--- START ---
//! File system abstraction for directory scanning and playback streams.
//!
//! The scanner never touches `std::fs` directly; it goes through the
//! [`FileSystem`] trait so it can be driven by an in-memory tree in tests.
//!
//! # Example
//!
//! ```rust,ignore
//! use playertube_core::fs::{DirectoryHandle, FileSystem, RealFileSystem};
//!
//! let fs = RealFileSystem::new();
//! let handle = DirectoryHandle::new("/home/me/Videos/Lectures");
//! for entry in fs.read_dir(handle.path()).await? {
//!     println!("{} ({:?})", entry.name, entry.kind);
//! }
//! ```

use std::io;
use std::path::{Path, PathBuf};

use async_trait::async_trait;
use serde::{Deserialize, Serialize};
use tokio::io::AsyncRead;
use tracing::debug;

use crate::catalog::Video;
use crate::error::{Result, ScanError};

/// Converts an I/O error for directory listings.
fn read_dir_error(path: &Path, e: &io::Error) -> ScanError {
    ScanError::ReadDirFailed {
        path: path.to_path_buf(),
        reason: e.to_string(),
    }
}

/// Converts an I/O error for metadata lookups.
fn metadata_error(path: &Path, e: &io::Error) -> ScanError {
    ScanError::MetadataFailed {
        path: path.to_path_buf(),
        reason: e.to_string(),
    }
}

/// Capability for one directory the user picked.
///
/// The engine only ever holds this inside the handle store; channels keep
/// a display label instead.
#[derive(Debug, Clone, PartialEq, Eq, Serialize, Deserialize)]
pub struct DirectoryHandle {
    path: PathBuf,
    name: String,
}

impl DirectoryHandle {
    /// Create a handle for a directory path.
    ///
    /// The name is the final path component, or the full path when there
    /// is none (e.g. `/`).
    pub fn new(path: impl Into<PathBuf>) -> Self {
        let path = path.into();
        let name = path
            .file_name()
            .map_or_else(|| path.to_string_lossy(), |n| n.to_string_lossy())
            .into_owned();
        Self { path, name }
    }

    /// Directory path.
    #[must_use]
    pub fn path(&self) -> &Path {
        &self.path
    }

    /// Directory name at the time the handle was created.
    #[must_use]
    pub fn name(&self) -> &str {
        &self.name
    }

    /// Resolve a `/`-separated path relative to this directory.
    #[must_use]
    pub fn resolve(&self, relative: &str) -> PathBuf {
        relative
            .split('/')
            .filter(|part| !part.is_empty())
            .fold(self.path.clone(), |acc, part| acc.join(part))
    }
}

/// Kind of a directory entry.
#[derive(Debug, Clone, Copy, PartialEq, Eq, Serialize, Deserialize)]
#[serde(rename_all = "lowercase")]
pub enum EntryKind {
    /// Regular file.
    File,
    /// Directory.
    Directory,
}

/// An immediate child of a directory.
#[derive(Debug, Clone, PartialEq, Eq)]
pub struct DirEntry {
    /// Entry name (not a path).
    pub name: String,
    /// Entry kind.
    pub kind: EntryKind,
}

impl DirEntry {
    /// Create a file entry.
    pub fn file(name: impl Into<String>) -> Self {
        Self {
            name: name.into(),
            kind: EntryKind::File,
        }
    }

    /// Create a directory entry.
    pub fn directory(name: impl Into<String>) -> Self {
        Self {
            name: name.into(),
            kind: EntryKind::Directory,
        }
    }
}

/// Readable byte stream for a single video.
pub type ByteStream = Box<dyn AsyncRead + Send + Unpin>;

/// Abstraction over the read-only file system operations the engine needs.
#[async_trait]
pub trait FileSystem: Send + Sync {
    /// List the immediate children of a directory.
    ///
    /// Entries that are neither files nor directories (sockets, broken
    /// links) are omitted.
    async fn read_dir(&self, path: &Path) -> std::result::Result<Vec<DirEntry>, ScanError>;

    /// Whether `path` exists and is a directory.
    async fn is_dir(&self, path: &Path) -> bool;

    /// Size of a file in bytes.
    async fn file_size(&self, path: &Path) -> std::result::Result<u64, ScanError>;

    /// Open a file for a single sequential read.
    async fn open_read(&self, path: &Path) -> Result<ByteStream>;
}

/// Real file system implementation on top of `tokio::fs`.
#[derive(Debug, Clone, Copy, Default)]
pub struct RealFileSystem;

impl RealFileSystem {
    /// Create a new real file system instance.
    #[must_use]
    pub const fn new() -> Self {
        Self
    }
}

#[async_trait]
impl FileSystem for RealFileSystem {
    async fn read_dir(&self, path: &Path) -> std::result::Result<Vec<DirEntry>, ScanError> {
        let mut entries = tokio::fs::read_dir(path)
            .await
            .map_err(|e| read_dir_error(path, &e))?;

        let mut result = Vec::new();
        while let Some(entry) = entries
            .next_entry()
            .await
            .map_err(|e| read_dir_error(path, &e))?
        {
            let Ok(name) = entry.file_name().into_string() else {
                debug!("Skipping non UTF-8 entry in {}", path.display());
                continue;
            };
            // Follow symlinks so linked folders and files behave like the real thing.
            let entry_path = entry.path();
            let meta = match tokio::fs::metadata(&entry_path).await {
                Ok(meta) => meta,
                Err(e) if e.kind() == io::ErrorKind::NotFound => {
                    debug!("Skipping dangling entry {}", entry_path.display());
                    continue;
                }
                Err(e) => return Err(metadata_error(&entry_path, &e)),
            };
            if meta.is_dir() {
                result.push(DirEntry::directory(name));
            } else if meta.is_file() {
                result.push(DirEntry::file(name));
            }
        }
        Ok(result)
    }

    async fn is_dir(&self, path: &Path) -> bool {
        tokio::fs::metadata(path).await.is_ok_and(|m| m.is_dir())
    }

    async fn file_size(&self, path: &Path) -> std::result::Result<u64, ScanError> {
        tokio::fs::metadata(path)
            .await
            .map(|m| m.len())
            .map_err(|e| metadata_error(path, &e))
    }

    async fn open_read(&self, path: &Path) -> Result<ByteStream> {
        let file = tokio::fs::File::open(path).await?;
        Ok(Box::new(file))
    }
}

/// Open the byte stream for a video in a channel directory.
///
/// The stream is meant for one playback session and is not cached.
pub async fn open_video<F: FileSystem + ?Sized>(
    fs: &F,
    root: &DirectoryHandle,
    video: &Video,
) -> Result<ByteStream> {
    fs.open_read(&root.resolve(&video.path)).await
}
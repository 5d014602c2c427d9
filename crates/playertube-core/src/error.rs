//! Error types for PlayerTube core operations.
//!
//! Per-channel failures during a sync pass ([`Error::PermissionDenied`],
//! [`Error::HandleMissing`], [`Error::Scan`]) are never fatal: the
//! orchestrator converts them into a report entry and keeps the channel's
//! previous catalog. Import and re-link failures ([`Error::Import`]) are
//! returned to the immediate caller and never touch the existing collection.

use std::path::PathBuf;

use thiserror::Error;

/// Result type alias using the crate's Error type.
pub type Result<T> = std::result::Result<T, Error>;

/// Errors that can occur in PlayerTube core operations.
#[derive(Debug, Error)]
pub enum Error {
    /// Read access was not granted for a channel's directory.
    #[error("Permission denied for channel {channel_id}")]
    PermissionDenied {
        /// Channel whose directory could not be read.
        channel_id: String,
    },

    /// No stored directory capability exists for a channel.
    #[error("No directory handle stored for channel {channel_id}")]
    HandleMissing {
        /// Channel without a stored handle.
        channel_id: String,
    },

    /// Directory enumeration or metadata retrieval failed.
    #[error("Scan failed: {0}")]
    Scan(#[from] ScanError),

    /// A user-initiated import or re-link failed.
    #[error("Import failed: {0}")]
    Import(#[from] ImportError),

    /// The handle store could not be read or written.
    #[error("Handle store error: {0}")]
    HandleStore(String),

    /// The persisted library snapshot could not be read or written.
    #[error("Snapshot error: {0}")]
    Snapshot(String),

    /// No channel with the given id exists in the collection.
    #[error("Channel not found: {0}")]
    ChannelNotFound(String),

    /// Configuration error.
    #[error("Configuration error: {0}")]
    Configuration(String),

    /// IO error wrapper.
    #[error("IO error: {0}")]
    Io(#[from] std::io::Error),

    /// Serialization error.
    #[error("Serialization error: {0}")]
    Serialization(#[from] serde_json::Error),
}

/// Failures raised while walking a channel directory.
#[derive(Debug, Clone, Error, PartialEq, Eq)]
pub enum ScanError {
    /// The channel root itself could not be listed (revoked or missing).
    #[error("Channel root {path} is unreadable: {reason}")]
    RootUnreadable {
        /// Root directory path.
        path: PathBuf,
        /// Underlying reason.
        reason: String,
    },

    /// A playlist subdirectory could not be listed.
    #[error("Failed to read directory {path}: {reason}")]
    ReadDirFailed {
        /// Directory path.
        path: PathBuf,
        /// Underlying reason.
        reason: String,
    },

    /// A video file's size could not be retrieved.
    #[error("Failed to read metadata for {path}: {reason}")]
    MetadataFailed {
        /// File path.
        path: PathBuf,
        /// Underlying reason.
        reason: String,
    },
}

/// Failures raised by import and re-link operations.
#[derive(Debug, Clone, Error, PartialEq, Eq)]
pub enum ImportError {
    /// The user dismissed the directory picker.
    #[error("Import cancelled")]
    Cancelled,

    /// The picked path is not a directory.
    #[error("Not a directory: {path}")]
    NotADirectory {
        /// Picked path.
        path: PathBuf,
    },

    /// The picked directory could not be registered in the handle store.
    #[error("Failed to register directory handle: {reason}")]
    HandleStore {
        /// Underlying reason.
        reason: String,
    },

    /// The initial scan of the picked directory failed.
    #[error("Initial scan failed: {0}")]
    Scan(ScanError),
}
--- END ---
▶ **Your task**
The required output is every line above from the one with "for directory listings." down to the one with "for metadata lookups.", restated word for word, ends included.

▶ **Solved exercise**
/// Converts an I/O error for directory listings.
fn read_dir_error(path: &Path, e: &io::Error) -> ScanError {
    ScanError::ReadDirFailed {
        path: path.to_path_buf(),
        reason: e.to_string(),
    }
}

/// Converts an I/O error for metadata lookups.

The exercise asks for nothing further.